Labour force today is no longer confined to human labour, machine can also provide labour. For example, washing machine can provide labour by washing your clothes powered by the electricity. Production machinery can provide labour by automated production of things such as cell phone, laptop, electric fan, bags, shirts, air conditioner, televisions, cars, and many others. Even your smart phone is labouring for you, it is keeping you connected to the world, to information, and to people you love; but this device requires electricity, and the use of electricity requires you to pay money. Your car will labour for you, it will bring you to different destinations, but it will require fuel energy, and obtaining fuel energy requires you to pay money. The use of money is to free us from labour, you pay for a car so that you will no longer need to engage in physical walk; you pay for a house so that you will no longer need to build it by yourself; you pay for a restaurant so that you will no longer need cook the food by yourself; you pay for food so that you would no longer need to hunt for food. People are labouring (working), to obtain money, so that they can free themselves from other forms of labour. As long as there are people and machineries that are labouring (working) and trust in the government remains high, money will continue to be valuable. 

Central Bank is the branch of government that deals with the manufacturing of money. You might ask again, since it is easy to create money by just printing it, why not print trillions of money? Then distribute the money to everyone so that the problem in poverty would be resolve, so that everyone could be wealthy? If you print trillions of money without basis, you will devaluate the money (money will lose its value). As mentioned in the previous paragraphs, the basis of the value of money is labour, thus, printed money that has no equivalent labour has no value. It means that each money in the circulation must have an equivalent labour; giving free manufactured money to someone will be unfair to people who are labouring to obtain hard earned money; giving free money will trigger mistrust to the government (people who are labouring will feel betrayed) and will result to loose of trust in the currency. 

To make the case of devaluation simple, imagine that your neighbour is labouring eight hours a day just to plant rice so that he can earn a good sum of money at the end of the month; while you, on one hand, have been authorized by the Central Bank to print money. You used your printed money to buy your neighbours’ harvested rice grains; your neighbour did not complain since the money he received as payment is authentic. Your neighbour heard the sound of your printing machine; as a result, he discovered that you are manufacturing paper bills. Do you think next time you buy rice grains to your neighbour; would he still exchange his goods for your money? 

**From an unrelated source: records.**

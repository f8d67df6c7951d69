//! # 批次报告
//!
//! 把逐条处理记录导出为 CSV，并在终端打印汇总表格。
//!
//! ## 依赖关系
//! - 被 `commands/run.rs`, `commands/check.rs` 调用
//! - 使用 `batch/runner.rs` 的 `BatchResult`
//! - 使用 `csv` 写文件，`tabled` 打印表格

use crate::batch::BatchResult;
use crate::error::{DeadAirError, Result};

use std::path::Path;
use tabled::{Table, Tabled};

/// 导出逐条记录为 CSV
pub fn write_csv(result: &BatchResult, output_path: &Path) -> Result<()> {
    let mut wtr = csv::Writer::from_path(output_path)?;

    for record in &result.records {
        wtr.serialize(record)?;
    }

    wtr.flush().map_err(|e| DeadAirError::FileWriteError {
        path: output_path.display().to_string(),
        source: e,
    })?;

    Ok(())
}

/// 汇总行
#[derive(Tabled)]
struct SummaryRow {
    #[tabled(rename = "Processed")]
    processed: usize,
    #[tabled(rename = "Skipped")]
    skipped: usize,
    #[tabled(rename = "Failed")]
    failed: usize,
    #[tabled(rename = "Progress")]
    progress: String,
    #[tabled(rename = "Ended by")]
    ended_by: &'static str,
}

/// 失败行
#[derive(Tabled)]
struct FailureRow {
    #[tabled(rename = "File")]
    file: String,
    #[tabled(rename = "Error")]
    error: String,
}

/// 汇总表格
pub fn summary_table(result: &BatchResult) -> String {
    let row = SummaryRow {
        processed: result.success,
        skipped: result.skipped,
        failed: result.failed,
        progress: format!(
            "{}/{} ({:.0}%)",
            result.progress.current,
            result.progress.total,
            result.progress.fraction() * 100.0
        ),
        ended_by: if result.cancelled { "cancel" } else { "completion" },
    };
    Table::new([row]).to_string()
}

/// 失败详情表格，无失败时返回 None
pub fn failure_table(result: &BatchResult) -> Option<String> {
    if result.failures.is_empty() {
        return None;
    }

    let rows: Vec<FailureRow> = result
        .failures
        .iter()
        .map(|(file, err)| FailureRow {
            file: file.clone(),
            // 只保留最后一行，ffmpeg 的错误原因通常在末尾
            error: err.lines().last().unwrap_or_default().to_string(),
        })
        .collect();
    Some(Table::new(&rows).to_string())
}

#[cfg(test)]
mod tests {
    use super::*;
    use crate::batch::ProcessResult;
    use crate::models::Progress;
    use std::fs;

    fn sample() -> BatchResult {
        let mut result = BatchResult::default();
        result.merge(0, "a.m4a", &ProcessResult::Success("out/DAR_a.m4a".into()));
        result.merge(1, "b.txt", &ProcessResult::Skipped("b.txt".into()));
        result.merge(
            2,
            "c.m4a",
            &ProcessResult::Failed("c.m4a".into(), "header\nmoov atom not found".into()),
        );
        result.progress = Progress::new(3, 3);
        result
    }

    #[test]
    fn test_write_csv() {
        let tmp = tempfile::tempdir().unwrap();
        let path = tmp.path().join("report.csv");
        write_csv(&sample(), &path).unwrap();

        let content = fs::read_to_string(&path).unwrap();
        let lines: Vec<_> = content.lines().collect();
        assert_eq!(lines[0], "index,file_name,status,output,message");
        assert_eq!(lines[1], "0,a.m4a,processed,out/DAR_a.m4a,");
        assert_eq!(lines[2], "1,b.txt,skipped,,");
        // 多行错误信息会被加引号
        assert!(lines[3].starts_with("2,c.m4a,failed,,\"header"));
    }

    #[test]
    fn test_tables() {
        let result = sample();
        let summary = summary_table(&result);
        assert!(summary.contains("Processed"));
        assert!(summary.contains("3/3 (100%)"));
        assert!(summary.contains("completion"));

        let failures = failure_table(&result).unwrap();
        assert!(failures.contains("c.m4a"));
        assert!(failures.contains("moov atom not found"));
        assert!(!failures.contains("header"));

        assert!(failure_table(&BatchResult::default()).is_none());
    }
}
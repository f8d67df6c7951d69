//! # 源目录枚举
//!
//! 非递归地列出源目录中的全部条目名称，顺序为底层目录读取顺序（不排序）。
//! 不按文件类型过滤：子目录同样计入进度总数。
//! 名称保持操作系统原始形式，非 UTF-8 文件名也能原样回到文件系统。
//!
//! ## 依赖关系
//! - 被 `batch/runner.rs`, `commands/check.rs` 调用
//! - 使用 `walkdir` 遍历目录（深度固定为 1）

use crate::error::{DeadAirError, Result};

use clap::ValueEnum;
use std::ffi::OsString;
use std::path::Path;
use walkdir::WalkDir;

/// 进度总数的计算方式
#[derive(Debug, Clone, Copy, ValueEnum, PartialEq, Eq, Default)]
pub enum ListingMode {
    /// List once at start; the total stays fixed for the whole run
    #[default]
    Snapshot,
    /// Re-count the directory after every file (total may change mid-run)
    Live,
}

/// 列出目录条目名称
pub fn list_entries(dir: &Path) -> Result<Vec<OsString>> {
    if !dir.is_dir() {
        return Err(DeadAirError::DirectoryNotFound {
            path: dir.display().to_string(),
        });
    }

    let mut names = Vec::new();
    for entry in WalkDir::new(dir).min_depth(1).max_depth(1) {
        let entry = entry.map_err(|e| DeadAirError::ListingFailed {
            path: dir.display().to_string(),
            source: e,
        })?;
        names.push(entry.file_name().to_os_string());
    }

    log::debug!("Listed {} entries in '{}'", names.len(), dir.display());
    Ok(names)
}

/// 统计目录条目数量
pub fn count_entries(dir: &Path) -> Result<usize> {
    list_entries(dir).map(|names| names.len())
}

#[cfg(test)]
mod tests {
    use super::*;
    use std::fs;

    #[test]
    fn test_lists_files_and_dirs_non_recursively() {
        let tmp = tempfile::tempdir().unwrap();
        fs::write(tmp.path().join("a.m4a"), b"").unwrap();
        fs::write(tmp.path().join("b.txt"), b"").unwrap();
        fs::create_dir(tmp.path().join("nested")).unwrap();
        fs::write(tmp.path().join("nested").join("deep.m4a"), b"").unwrap();

        let mut names = list_entries(tmp.path()).unwrap();
        names.sort();
        assert_eq!(names, vec!["a.m4a", "b.txt", "nested"]);
        assert_eq!(count_entries(tmp.path()).unwrap(), 3);
    }

    #[test]
    fn test_empty_directory() {
        let tmp = tempfile::tempdir().unwrap();
        assert!(list_entries(tmp.path()).unwrap().is_empty());
    }

    #[test]
    fn test_missing_directory_is_enumeration_error() {
        let tmp = tempfile::tempdir().unwrap();
        let err = list_entries(&tmp.path().join("missing")).unwrap_err();
        assert!(err.is_enumeration());
    }

    #[cfg(target_os = "linux")]
    #[test]
    fn test_non_utf8_names_are_not_lossy() {
        use std::os::unix::ffi::OsStrExt;

        let tmp = tempfile::tempdir().unwrap();
        let name = std::ffi::OsStr::from_bytes(b"take\xff.m4a");
        fs::write(tmp.path().join(name), b"").unwrap();

        let names = list_entries(tmp.path()).unwrap();
        assert_eq!(names, vec![name.to_os_string()]);
        assert!(tmp.path().join(&names[0]).exists());
    }

    #[test]
    fn test_file_instead_of_directory() {
        let tmp = tempfile::tempdir().unwrap();
        let file = tmp.path().join("a.m4a");
        fs::write(&file, b"").unwrap();
        assert!(list_entries(&file).unwrap_err().is_enumeration());
    }
}
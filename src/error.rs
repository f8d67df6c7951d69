//! # 统一错误处理模块
//!
//! 定义 deadair 的所有错误类型，使用 `thiserror` 派生。
//!
//! ## 错误分类
//! - 配置错误：运行前由校验闸门发现，不启动任务
//! - 枚举错误：源目录无法读取，整个批次中止
//! - 单文件错误：外部引擎失败，只影响当前文件
//!
//! ## 依赖关系
//! - 被所有其他模块使用
//! - 使用 `batch/gate.rs` 的 `ConfigIssue`

use crate::batch::gate::ConfigIssue;
use thiserror::Error;

/// deadair 统一错误类型
#[derive(Error, Debug)]
pub enum DeadAirError {
    // ─────────────────────────────────────────────────────────────
    // I/O 错误
    // ─────────────────────────────────────────────────────────────
    #[error("Failed to write file: {path}")]
    FileWriteError {
        path: String,
        #[source]
        source: std::io::Error,
    },

    #[error("Failed to create directory: {path}")]
    CreateDirError {
        path: String,
        #[source]
        source: std::io::Error,
    },

    // ─────────────────────────────────────────────────────────────
    // 目录枚举错误
    // ─────────────────────────────────────────────────────────────
    #[error("Directory not found: {path}")]
    DirectoryNotFound { path: String },

    #[error("Failed to list directory: {path}")]
    ListingFailed {
        path: String,
        #[source]
        source: walkdir::Error,
    },

    // ─────────────────────────────────────────────────────────────
    // 配置错误
    // ─────────────────────────────────────────────────────────────
    #[error("Invalid job configuration ({} problem(s)): {}", .0.len(), join_issues(.0))]
    InvalidConfig(Vec<ConfigIssue>),

    // ─────────────────────────────────────────────────────────────
    // 外部命令错误
    // ─────────────────────────────────────────────────────────────
    #[error("External command '{command}' not found in PATH")]
    CommandNotFound { command: String },

    #[error("External command failed: {command}\n{stderr}")]
    CommandFailed { command: String, stderr: String },

    #[error("Failed to launch '{command}': {source}")]
    CommandLaunch {
        command: String,
        #[source]
        source: std::io::Error,
    },

    // ─────────────────────────────────────────────────────────────
    // 任务调度错误
    // ─────────────────────────────────────────────────────────────
    #[error("A batch run is already in progress")]
    RunInProgress,

    #[error("Failed to start worker thread: {0}")]
    WorkerSpawn(#[source] std::io::Error),

    #[error("Worker thread panicked while processing the batch")]
    WorkerPanicked,

    // ─────────────────────────────────────────────────────────────
    // CSV 错误
    // ─────────────────────────────────────────────────────────────
    #[error("CSV error: {0}")]
    CsvError(#[from] csv::Error),
}

impl DeadAirError {
    /// 是否为目录枚举错误（整个批次中止的那一类）
    pub fn is_enumeration(&self) -> bool {
        matches!(
            self,
            DeadAirError::DirectoryNotFound { .. } | DeadAirError::ListingFailed { .. }
        )
    }
}

fn join_issues(issues: &[ConfigIssue]) -> String {
    issues
        .iter()
        .map(|i| i.to_string())
        .collect::<Vec<_>>()
        .join("; ")
}

/// Result 类型别名
pub type Result<T> = std::result::Result<T, DeadAirError>;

Even if you try to convince your neighbour that the printing machine that you are using is the same as the Central Bank and that you are authorized by the Central Bank, your neighbour will start to lose trust in your printed money since he knows that you are just printing it, rather than labouring for it (Why would I trade my goods and services in a money that was just easily printed? I know that he is just sitting all day waiting for his money to be printed). You see, people are accepting money in good faith that it is being laboured. If you print free money and give it to everyone, people will soon discover that some of the money in the circulation has no equivalent labour and soon it will lose its value and confidence. This is the main reason why Central Bank cannot just print money and flood it to the circulation; Central Bank must balance the supply of money to protect the value of money. 

The value of money is just as good as to how much labour it can command; money will not resolve poverty if it has no value.